Zurzeit werden die Mitglieder der Koalition befragt und um eine Meinung zur zukünftigen Partei gebeten. Das ist auch Ausdruck einer demokratischen Form des innerparteilichen Lebens. Diese Vorgehensweise beruht auch auf die kritische Auseinandersetzung mit der Vergangenheit der linken Kräfte im Land.
Zur aktuellen Entwicklung in Afghanistan wird eingeschätzt, dass kurzfristig nach dem möglichen Abzug großer Teile der Nato die Instabilität im Lande zunehmen kann und andere Länder wie Pakistan, Russland, China, Iran und arabische Länder die Situation für sich ausnutzen könnten. Besondere Probleme sind darüber hinaus das Wirken der „mittelalterlichen“ Reaktion, der Drogenmafia und der Kräfte des Jihad.

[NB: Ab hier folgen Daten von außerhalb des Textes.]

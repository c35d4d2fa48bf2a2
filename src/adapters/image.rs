//! OCI image resource resolution

use thiserror::Error;

use crate::crd::OciImageSpec;
use crate::descriptor::ImageDetails;
use crate::status::{CheckFailed, Severity};

/// Name of the image resource the workload container runs
pub const IMAGE_RESOURCE: &str = "oci-image";

const PULL_POLICIES: [&str; 3] = ["Always", "IfNotPresent", "Never"];

/// Image resource fetch failures
#[derive(Error, Clone, Debug, PartialEq, Eq)]
pub enum ImageError {
    #[error("Missing resource: {0}")]
    MissingResource(String),

    #[error("Invalid resource: {0}")]
    InvalidResource(String),
}

impl ImageError {
    /// Severity the failure should be reported with
    pub fn severity(&self) -> Severity {
        match self {
            ImageError::MissingResource(_) | ImageError::InvalidResource(_) => Severity::Blocked,
        }
    }
}

impl From<ImageError> for CheckFailed {
    fn from(err: ImageError) -> Self {
        CheckFailed {
            severity: err.severity(),
            message: err.to_string(),
        }
    }
}

/// Resolve the image resource into the details the container spec needs
pub fn fetch(resource: Option<&OciImageSpec>) -> Result<ImageDetails, ImageError> {
    let spec = resource.ok_or_else(|| ImageError::MissingResource(IMAGE_RESOURCE.to_string()))?;

    if spec.image_path.trim().is_empty() {
        return Err(ImageError::InvalidResource(IMAGE_RESOURCE.to_string()));
    }

    if let Some(policy) = &spec.pull_policy {
        if !PULL_POLICIES.contains(&policy.as_str()) {
            return Err(ImageError::InvalidResource(IMAGE_RESOURCE.to_string()));
        }
    }

    Ok(ImageDetails {
        image_path: spec.image_path.clone(),
        username: spec.username.clone(),
        password: spec.password.clone(),
        pull_policy: spec.pull_policy.clone(),
    })
}
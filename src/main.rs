//! MLflow Kubernetes Operator
//!
//! Main entry point for the operator. Sets up the Kubernetes client,
//! registers the MlflowServer controller, and runs the reconciliation loop.

use std::sync::Arc;

use kube::Client;
use tokio::signal;
use tracing::{error, info};
use tracing_subscriber::{layer::SubscriberExt, util::SubscriberInitExt, EnvFilter};

use mlflow_operator::{
    controllers::{self, Context},
    metrics,
    settings::OperatorSettings,
};

#[tokio::main]
async fn main() -> anyhow::Result<()> {
    init_tracing();

    info!("Starting MLflow Operator");

    let settings = OperatorSettings::from_env()?;
    info!(
        leader = settings.leader,
        requirements = %settings.requirements_path.display(),
        "Loaded operator settings"
    );

    let client = Client::try_default().await?;
    info!("Connected to Kubernetes API server");

    let metrics_port = settings.metrics_port;
    let context = Arc::new(Context::new(client.clone(), settings));

    let metrics_handle = tokio::spawn(metrics::serve(metrics_port));
    info!("Metrics server starting on port {}", metrics_port);

    let mlflow_controller = controllers::run_mlflow_controller(client, context);

    tokio::select! {
        _ = mlflow_controller => {
            error!("MlflowServer controller exited unexpectedly");
        }
        _ = metrics_handle => {
            error!("Metrics server exited unexpectedly");
        }
        result = shutdown_signal() => {
            result?;
            info!("Received shutdown signal, stopping operator");
        }
    }

    info!("MLflow Operator stopped");
    Ok(())
}

fn init_tracing() {
    let env_filter = EnvFilter::try_from_default_env()
        .unwrap_or_else(|_| EnvFilter::new("info,kube=warn,hyper=warn"));

    tracing_subscriber::registry()
        .with(env_filter)
        .with(tracing_subscriber::fmt::layer().json())
        .init();
}

/// Wait for shutdown signal (SIGTERM or SIGINT)
async fn shutdown_signal() -> anyhow::Result<()> {
    let ctrl_c = signal::ctrl_c();

    #[cfg(unix)]
    let mut terminate = signal::unix::signal(signal::unix::SignalKind::terminate())?;
    #[cfg(unix)]
    let terminate = terminate.recv();

    #[cfg(not(unix))]
    let terminate = std::future::pending::<Option<()>>();

    tokio::select! {
        result = ctrl_c => {
            result?;
            info!("Received CTRL+C signal");
        }
        _ = terminate => {
            info!("Received SIGTERM signal");
        }
    }
    Ok(())
}
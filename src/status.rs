//! Unit status and check failures
//!
//! Every precondition the operator checks either passes or produces a
//! [`CheckFailed`] carrying a [`Severity`] and a human-readable message.
//! The severity tells the platform whether to wait for re-invocation
//! (`Waiting`) or to surface the problem to an operator (`Blocked`).

use std::fmt;

use thiserror::Error;

/// Severity of a failed check
#[derive(Clone, Copy, Debug, PartialEq, Eq, Hash)]
pub enum Severity {
    /// Expected to resolve on its own once a peer publishes data
    Waiting,
    /// Needs operator intervention
    Blocked,
}

impl Severity {
    pub fn as_str(&self) -> &'static str {
        match self {
            Severity::Waiting => "Waiting",
            Severity::Blocked => "Blocked",
        }
    }
}

impl fmt::Display for Severity {
    fn fmt(&self, f: &mut fmt::Formatter<'_>) -> fmt::Result {
        f.write_str(self.as_str())
    }
}

/// A failed reconciliation check
#[derive(Error, Clone, Debug, PartialEq, Eq)]
#[error("{severity}: {message}")]
pub struct CheckFailed {
    pub severity: Severity,
    pub message: String,
}

impl CheckFailed {
    pub fn waiting(msg: impl Into<String>) -> Self {
        Self {
            severity: Severity::Waiting,
            message: msg.into(),
        }
    }

    pub fn blocked(msg: impl Into<String>) -> Self {
        Self {
            severity: Severity::Blocked,
            message: msg.into(),
        }
    }
}

/// Status reported for the unit after a pass
#[derive(Clone, Debug, PartialEq, Eq)]
pub enum UnitStatus {
    Active,
    Waiting(String),
    Blocked(String),
}

impl UnitStatus {
    /// Phase name written to the resource status
    pub fn phase(&self) -> &'static str {
        match self {
            UnitStatus::Active => "Active",
            UnitStatus::Waiting(_) => "Waiting",
            UnitStatus::Blocked(_) => "Blocked",
        }
    }

    pub fn message(&self) -> &str {
        match self {
            UnitStatus::Active => "",
            UnitStatus::Waiting(msg) | UnitStatus::Blocked(msg) => msg,
        }
    }

    pub fn is_active(&self) -> bool {
        matches!(self, UnitStatus::Active)
    }
}

impl From<CheckFailed> for UnitStatus {
    fn from(failed: CheckFailed) -> Self {
        match failed.severity {
            Severity::Waiting => UnitStatus::Waiting(failed.message),
            Severity::Blocked => UnitStatus::Blocked(failed.message),
        }
    }
}
fn assert_status(model: &FakeModel, severity: Severity, fragment: &str) {
    let status = model.status.as_ref().expect("status should be set");
    let (actual, message) = match status {
        UnitStatus::Waiting(m) => (Severity::Waiting, m),
        UnitStatus::Blocked(m) => (Severity::Blocked, m),
        UnitStatus::Active => panic!("expected {:?}, got Active", severity),
    };
    assert_eq!(actual, severity, "unexpected status: {:?}", status);
    assert!(
        message.contains(fragment),
        "message '{}' should contain '{}'",
        message,
        fragment
    );
}

// ============================================================================
// End-to-end passes
// ============================================================================

#[test]
fn complete_relations_produce_active_descriptor() {
    let model = run(ready_model(), Event::Install);

    assert_eq!(model.status, Some(UnitStatus::Active));
    assert_eq!(model.specs.len(), 1);
    let spec = &model.specs[0];

    let container = &spec.containers[0];
    assert_eq!(container.image_details, image());
    assert_eq!(container.ports[0].container_port, 5000);
    assert_eq!(
        container.env_config["MLFLOW_S3_ENDPOINT_URL"],
        EnvValue::literal("http://minio.ns:9000")
    );
    assert_eq!(
        container.env_config["AWS_DEFAULT_REGION"],
        EnvValue::literal("us-east-1")
    );
    assert_eq!(
        container.env_config["db-secret"],
        EnvValue::secret("mlflow-db-secret")
    );
    assert_eq!(
        container.env_config["aws-secret"],
        EnvValue::secret("mlflow-minio-secret")
    );
    assert!(container.args.contains(&"s3://my-bucket/".to_string()));

    let db_secret = spec.secret("mlflow-db-secret").unwrap();
    assert_eq!(
        db_secret.data["MLFLOW_TRACKING_URI"],
        b64("mysql+pymysql://root:pw@h:3306/mlflow")
    );
    assert_eq!(db_secret.data["DB_ROOT_PASSWORD"], b64("pw"));

    let minio_secret = spec.secret("mlflow-minio-secret").unwrap();
    assert_eq!(minio_secret.data["AWS_ACCESS_KEY_ID"], b64("ak"));
    assert_eq!(minio_secret.data["USE_SSL"], b64("false"));

    let rclone = spec
        .secret("mlflow-seldon-init-container-s3-credentials")
        .unwrap();
    assert_eq!(rclone.data["RCLONE_CONFIG_S3_ENDPOINT"], b64("http://minio.ns:9000"));

    assert_eq!(spec.kubernetes_resources.services.len(), 3);
    assert!(spec.service("mlflow-external").is_some());
    assert!(spec.service("kubeflow-external").is_some());
    assert!(spec.service("kubeflow-external-lb").is_some());

    // No ingress relation, nothing published
    assert!(model.app_data_writes.is_empty());
}

#[test]
fn non_leader_waits_without_side_effects() {
    let mut model = ready_model().with(ingress_relation());
    model.leader = false;

    let model = run(model, Event::ConfigChanged);

    assert_eq!(
        model.status,
        Some(UnitStatus::Waiting("Waiting for leadership".to_string()))
    );
    assert!(model.specs.is_empty());
    assert!(model.app_data_writes.is_empty());
}

#[test]
fn ingress_route_published_once_per_pass() {
    let model = run(ready_model().with(ingress_relation()), Event::IngressRelationChanged);

    assert_eq!(model.status, Some(UnitStatus::Active));
    assert_eq!(model.app_data_writes.len(), 1);

    let (relation_id, data) = &model.app_data_writes[0];
    assert_eq!(*relation_id, 3);
    let route: serde_yaml::Value = serde_yaml::from_str(&data[DATA_KEY]).unwrap();
    assert_eq!(route["prefix"], serde_yaml::Value::from("/mlflow/"));
    assert_eq!(route["rewrite"], serde_yaml::Value::from("/"));
    assert_eq!(route["service"], serde_yaml::Value::from(APP));
    assert_eq!(route["port"], serde_yaml::Value::from(5000));
}

#[test]
fn ingress_not_published_when_checks_fail() {
    let model = FakeModel::new()
        .with(storage_relation(Some(STORAGE_DATA)))
        .with(ingress_relation());

    let model = run(model, Event::IngressRelationChanged);

    assert_status(&model, Severity::Waiting, "mysql");
    assert!(model.app_data_writes.is_empty());
}
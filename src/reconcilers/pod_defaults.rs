//! Pod defaults offered to notebook and pipeline workloads
//!
//! Clients related on `pod-defaults` receive the environment they need to
//! log runs to this tracking server and the Python packages they should
//! install.

use std::collections::BTreeMap;
use std::fs;
use std::path::Path;

use serde::Serialize;
use tracing::warn;

use crate::adapters::ObjectStorageRecord;

/// Application databag key carrying the defaults
pub const POD_DEFAULTS_KEY: &str = "pod-defaults";

/// Unit databag key carrying the requirements
pub const REQUIREMENTS_KEY: &str = "requirements";

#[derive(Clone, Debug, PartialEq, Eq, Serialize)]
pub struct PodDefaults {
    pub minio: PodDefaultsEntry,
}

#[derive(Clone, Debug, PartialEq, Eq, Serialize)]
pub struct PodDefaultsEntry {
    pub env: BTreeMap<String, String>,
}

/// In-cluster URI of the tracking server
pub fn tracking_uri(app_name: &str, model_name: &str, port: i32) -> String {
    format!(
        "http://{}.{}.svc.cluster.local:{}",
        app_name, model_name, port
    )
}

/// Environment defaults for MLflow clients
pub fn pod_defaults(storage: &ObjectStorageRecord, tracking_uri: String) -> PodDefaults {
    let env = BTreeMap::from([
        ("AWS_ACCESS_KEY_ID".to_string(), storage.access_key.clone()),
        (
            "AWS_SECRET_ACCESS_KEY".to_string(),
            storage.secret_key.clone(),
        ),
        ("MLFLOW_S3_ENDPOINT_URL".to_string(), storage.endpoint()),
        ("MLFLOW_TRACKING_URI".to_string(), tracking_uri),
    ]);
    PodDefaults {
        minio: PodDefaultsEntry { env },
    }
}

/// Read the requirements file, one requirement per line
///
/// A missing or unreadable file yields an empty list.
pub fn load_requirements(path: &Path) -> Vec<String> {
    match fs::read_to_string(path) {
        Ok(contents) => contents
            .lines()
            .map(str::trim_end)
            .filter(|line| !line.is_empty())
            .map(String::from)
            .collect(),
        Err(e) => {
            warn!(path = %path.display(), error = %e, "Error loading mlflow requirements file");
            Vec::new()
        }
    }
}

#[cfg(test)]
mod tests {
    use super::*;
    use std::io::Write;
    use tempfile::NamedTempFile;

    fn storage() -> ObjectStorageRecord {
        ObjectStorageRecord {
            service: "minio".to_string(),
            namespace: "kubeflow".to_string(),
            port: "9000".to_string(),
            access_key: "ak".to_string(),
            secret_key: "sk".to_string(),
            secure: "false".to_string(),
        }
    }

    #[test]
    fn test_pod_defaults_json() {
        let defaults = pod_defaults(&storage(), tracking_uri("mlflow", "kubeflow", 5000));
        let json = serde_json::to_value(&defaults).unwrap();
        let env = &json["minio"]["env"];
        assert_eq!(env["MLFLOW_S3_ENDPOINT_URL"], "http://minio.kubeflow:9000");
        assert_eq!(
            env["MLFLOW_TRACKING_URI"],
            "http://mlflow.kubeflow.svc.cluster.local:5000"
        );
        assert_eq!(env["AWS_ACCESS_KEY_ID"], "ak");
    }

    #[test]
    fn test_load_requirements_skips_blank_lines() {
        let mut file = NamedTempFile::new().unwrap();
        writeln!(file, "mlflow==1.13.1").unwrap();
        writeln!(file).unwrap();
        writeln!(file, "boto3  ").unwrap();

        let requirements = load_requirements(file.path());
        assert_eq!(requirements, vec!["mlflow==1.13.1", "boto3"]);
    }

    #[test]
    fn test_load_requirements_missing_file_is_empty() {
        let dir = tempfile::tempdir().unwrap();
        assert!(load_requirements(&dir.path().join("absent.txt")).is_empty());
    }
}
//! Campaign configuration handlers.

use axum::{
    Json,
    extract::{Query, State},
};
use serde::Deserialize;

use crate::api::state::AppState;
use crate::domain::{
    AlgorithmConfig, ApiResponse, CampaignConfig, FormatConfig, LimitConfig, SeriesResponse,
    SeriesUpdate,
};
use crate::error::{AppError, Result};
use crate::service::{compute_series, total_capacity};

/// Largest series count the preview endpoint will lay out.
const MAX_PREVIEW_SERIES: u32 = 1000;

/// Query parameters for the series preview.
#[derive(Debug, Deserialize)]
pub struct SeriesPreviewQuery {
    /// Series count to lay out.
    pub count: u32,
}

fn series_response(series_count: u32) -> Result<SeriesResponse> {
    Ok(SeriesResponse {
        series_count,
        total_numbers: total_capacity(series_count),
        series: compute_series(series_count)?,
    })
}

/// Get the campaign configuration.
pub async fn get_config(
    State(state): State<AppState>,
) -> Result<Json<ApiResponse<CampaignConfig>>> {
    let config = state.campaign_service.get_config().await?;
    Ok(Json(ApiResponse::success(config)))
}

/// Replace the whole campaign configuration.
pub async fn replace_config(
    State(state): State<AppState>,
    Json(config): Json<CampaignConfig>,
) -> Result<Json<ApiResponse<CampaignConfig>>> {
    let config = state.campaign_service.replace_config(config).await?;
    Ok(Json(ApiResponse::success(config)))
}

/// Change the series count.
pub async fn update_series(
    State(state): State<AppState>,
    Json(update): Json<SeriesUpdate>,
) -> Result<Json<ApiResponse<CampaignConfig>>> {
    let config = state
        .campaign_service
        .update_series(update.series_count)
        .await?;
    Ok(Json(ApiResponse::success(config)))
}

/// Replace the algorithm section.
pub async fn update_algorithm(
    State(state): State<AppState>,
    Json(algorithm): Json<AlgorithmConfig>,
) -> Result<Json<ApiResponse<CampaignConfig>>> {
    let config = state.campaign_service.update_algorithm(algorithm).await?;
    Ok(Json(ApiResponse::success(config)))
}

/// Replace the limits section.
pub async fn update_limits(
    State(state): State<AppState>,
    Json(limits): Json<LimitConfig>,
) -> Result<Json<ApiResponse<CampaignConfig>>> {
    let config = state.campaign_service.update_limits(limits).await?;
    Ok(Json(ApiResponse::success(config)))
}

/// Replace the format section.
pub async fn update_format(
    State(state): State<AppState>,
    Json(format): Json<FormatConfig>,
) -> Result<Json<ApiResponse<CampaignConfig>>> {
    let config = state.campaign_service.update_format(format).await?;
    Ok(Json(ApiResponse::success(config)))
}

/// Series of the stored configuration.
pub async fn get_series(
    State(state): State<AppState>,
) -> Result<Json<ApiResponse<SeriesResponse>>> {
    let config = state.campaign_service.get_config().await?;
    Ok(Json(ApiResponse::success(series_response(
        config.series_count,
    )?)))
}

/// Lay out `count` series without saving anything.
pub async fn preview_series(
    Query(query): Query<SeriesPreviewQuery>,
) -> Result<Json<ApiResponse<SeriesResponse>>> {
    if query.count > MAX_PREVIEW_SERIES {
        return Err(AppError::BadRequest(format!(
            "count cannot exceed {MAX_PREVIEW_SERIES}"
        )));
    }
    Ok(Json(ApiResponse::success(series_response(query.count)?)))
}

In Vorbereitung auf die Präsidentenwahlen 2014 zeigen sich diese Auseinandersetzungen bereits jetzt. Die Situation kann deutlich instabiler werden, das macht auch die Demension und die historische Verantwortung der demokratischen Bewegung aus, so Nayebi. Die neu aufzubauende Partei muss mehrheitsfähig werden, um diese umfassenden Herausforderungen und Aufgaben zu lösen. Die Partei muss ideologisch, politisch und organisatorisch unabhängig sein, sie darf sich in keiner Weise korrumpieren lassen, z. B. durch die alte Reaktion.
Nayebi kündigte in naher Zukunft eine Beratung von Kadern und Aktivisten der Koalition an. Dort soll eine Plattform der Koalition als Grundlage eines neuen Programms beraten und die Weichen für den Gründungskongress gestellt werden. Die Koalition will dazu in Vorbereitung auch weitere Kräfte gewinnen und einbeziehen, so die „Partei des nationalen Fortschritts der Heimat“, die eingeladen wurde, den weiteren Prozess mit zu gestalten.
Nayebi kündigte an, dass er für die Koalition am 36. Parteitag der KP Frankreichs teilnehmen und dort auch eine Rede halten wird.
Linke Kräfte, auch die Friedensbewegung, könnten hoffentlich bald auch einen neuen Partner im Kampf zur Beendigung des Krieges in Afghanistan haben.